[Stored data]
-- Opening Marker --
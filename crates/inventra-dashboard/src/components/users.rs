//! Admin user management page.
//!
//! The whole page is gated server-side: a 403 on the initial listing renders
//! an access-denied state instead of the table. Role changes and the
//! enable/disable toggle each confirm before firing; a conflict from the
//! backend (such as disabling your own account) is shown verbatim.

use leptos::*;

use super::icons::{LockIcon, ShieldIcon};
use super::primitives::{Badge, BadgeVariant, ErrorState, LoadingSpinner};
use crate::api::Api;
use crate::models::{Role, UserAccount};
use crate::services::admin;
use crate::session;
use crate::state::Toasts;

#[component]
pub fn UsersPage() -> impl IntoView {
    let api = expect_context::<Api>();
    let toasts = expect_context::<Toasts>();

    let users = create_rw_signal(Vec::<UserAccount>::new());
    let is_loading = create_rw_signal(true);
    let forbidden = create_rw_signal(false);
    let error = create_rw_signal(Option::<String>::None);

    let fetch = {
        let api = api.clone();
        Callback::new(move |_: ()| {
            let api = api.clone();
            is_loading.set(true);
            spawn_local(async move {
                match admin::list_users(&api).await {
                    Ok(list) => {
                        users.set(list);
                        error.set(None);
                    }
                    Err(err) if err.is_forbidden() => forbidden.set(true),
                    Err(err) => {
                        log::error!("user list failed: {err}");
                        error.set(Some("Failed to load users".to_string()));
                    }
                }
                is_loading.set(false);
            });
        })
    };
    fetch.call(());

    let toggle_role = {
        let api = api.clone();
        Callback::new(move |user: UserAccount| {
            let target = user.role.toggled();
            let prompt = format!("Change role of {} to {}?", user.username, target.label());
            if !gloo_dialogs::confirm(&prompt) {
                return;
            }
            let api = api.clone();
            spawn_local(async move {
                match admin::update_role(&api, user.id, target).await {
                    Ok(_) => {
                        toasts.success("Role updated");
                        fetch.call(());
                    }
                    Err(err) => {
                        log::error!("role update failed: {err}");
                        toasts.error("Failed to update role");
                    }
                }
            });
        })
    };

    let toggle_status = {
        let api = api.clone();
        Callback::new(move |user: UserAccount| {
            let enable = !user.enabled;
            let verb = if enable { "Enable" } else { "Disable" };
            if !gloo_dialogs::confirm(&format!("{verb} account {}?", user.username)) {
                return;
            }
            let api = api.clone();
            spawn_local(async move {
                match admin::update_status(&api, user.id, enable).await {
                    Ok(_) => {
                        toasts.success("Account updated");
                        fetch.call(());
                    }
                    Err(err) => {
                        log::error!("status update failed: {err}");
                        let message = err
                            .server_message()
                            .map(str::to_string)
                            .unwrap_or_else(|| "Failed to update account".to_string());
                        toasts.error(message);
                    }
                }
            });
        })
    };

    view! {
        <div class="page">
            <div class="page-header">
                <h1 class="page-title">"User Management"</h1>
            </div>

            <Show
                when=move || !forbidden.get()
                fallback=|| view! { <AccessDenied/> }
            >
                <Show
                    when=move || !is_loading.get()
                    fallback=|| view! { <LoadingSpinner message="Loading users..."/> }
                >
                    {move || error.get().map(|message| view! {
                        <ErrorState
                            message=message
                            retry=Callback::new(move |_| fetch.call(()))
                        />
                    })}
                    <Show when=move || error.get().is_none()>
                        <UserTable
                            users=users
                            on_toggle_role=toggle_role
                            on_toggle_status=toggle_status
                        />
                    </Show>
                </Show>
            </Show>
        </div>
    }
}

#[component]
fn AccessDenied() -> impl IntoView {
    view! {
        <div class="access-denied" role="alert">
            <LockIcon/>
            <h2>"Access denied"</h2>
            <p>"You need administrator rights to manage users."</p>
        </div>
    }
}

#[component]
fn UserTable(
    users: RwSignal<Vec<UserAccount>>,
    on_toggle_role: Callback<UserAccount>,
    on_toggle_status: Callback<UserAccount>,
) -> impl IntoView {
    view! {
        <table class="data-table">
            <thead>
                <tr>
                    <th>"Name"</th>
                    <th>"Username"</th>
                    <th>"Email"</th>
                    <th>"Role"</th>
                    <th>"Status"</th>
                    <th class="cell-right">"Actions"</th>
                </tr>
            </thead>
            <tbody>
                <For
                    each=move || users.get()
                    key=|user| (user.id, user.role, user.enabled)
                    children=move |user: UserAccount| {
                        view! {
                            <UserRow
                                user=user
                                on_toggle_role=on_toggle_role
                                on_toggle_status=on_toggle_status
                            />
                        }
                    }
                />
            </tbody>
        </table>
    }
}

#[component]
fn UserRow(
    user: UserAccount,
    on_toggle_role: Callback<UserAccount>,
    on_toggle_status: Callback<UserAccount>,
) -> impl IntoView {
    // The role toggle is hidden on the operator's own row. The status toggle
    // always renders: the self-disable guard lives server-side and answers
    // 409, whose message is shown verbatim.
    let is_self = is_own_row(session::current_username().as_deref(), &user.username);

    let role_variant = match user.role {
        Role::Admin => BadgeVariant::Primary,
        Role::User => BadgeVariant::Default,
    };
    let (status_text, status_variant) = if user.enabled {
        ("Enabled", BadgeVariant::Success)
    } else {
        ("Disabled", BadgeVariant::Error)
    };

    let role_label = if user.role == Role::Admin {
        "Demote to USER"
    } else {
        "Promote to ADMIN"
    };
    let status_label = if user.enabled { "Disable" } else { "Enable" };

    let full_name = format!("{} {}", user.firstname, user.lastname);
    let role_target = user.clone();
    let status_target = user.clone();
    let enabled = user.enabled;

    view! {
        <tr class:row-disabled=!enabled>
            <td class="cell-name">{full_name}</td>
            <td class="cell-mono">{user.username.clone()}</td>
            <td class="cell-muted">{user.email.clone()}</td>
            <td>
                <span class="role-badge">
                    {(user.role == Role::Admin).then(|| view! { <ShieldIcon/> })}
                    <Badge text=user.role.label() variant=role_variant/>
                </span>
            </td>
            <td><Badge text=status_text variant=status_variant/></td>
            <td class="cell-right">
                <div class="row-actions">
                    <Show
                        when=move || !is_self
                        fallback=|| view! { <span class="cell-muted">"Current User"</span> }
                    >
                        {
                            let role_target = role_target.clone();
                            view! {
                                <button
                                    class="btn btn-small"
                                    disabled=!enabled
                                    on:click=move |_| on_toggle_role.call(role_target.clone())
                                >
                                    {role_label}
                                </button>
                            }
                        }
                    </Show>
                    <button
                        class="btn btn-small"
                        on:click=move |_| on_toggle_status.call(status_target.clone())
                    >
                        {status_label}
                    </button>
                </div>
            </td>
        </tr>
    }
}

/// Whether a listed account belongs to the operator, per the token `sub`.
/// Only the role toggle is gated on this; the status toggle stays available
/// on every row.
fn is_own_row(current_username: Option<&str>, row_username: &str) -> bool {
    current_username == Some(row_username)
}

#[cfg(test)]
mod tests {
    use super::*;

    #[test]
    fn own_row_matches_token_sub() {
        assert!(is_own_row(Some("alice"), "alice"));
        assert!(!is_own_row(Some("alice"), "bob"));
        assert!(!is_own_row(None, "alice"), "no session means no self row");
    }
}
-- Closing Marker --
## Problem:
Scan the entries above and return each line that holds "click".

## Response area:
                                    on:click=move |_| on_toggle_role.call(role_target.clone())
                        on:click=move |_| on_toggle_status.call(status_target.clone())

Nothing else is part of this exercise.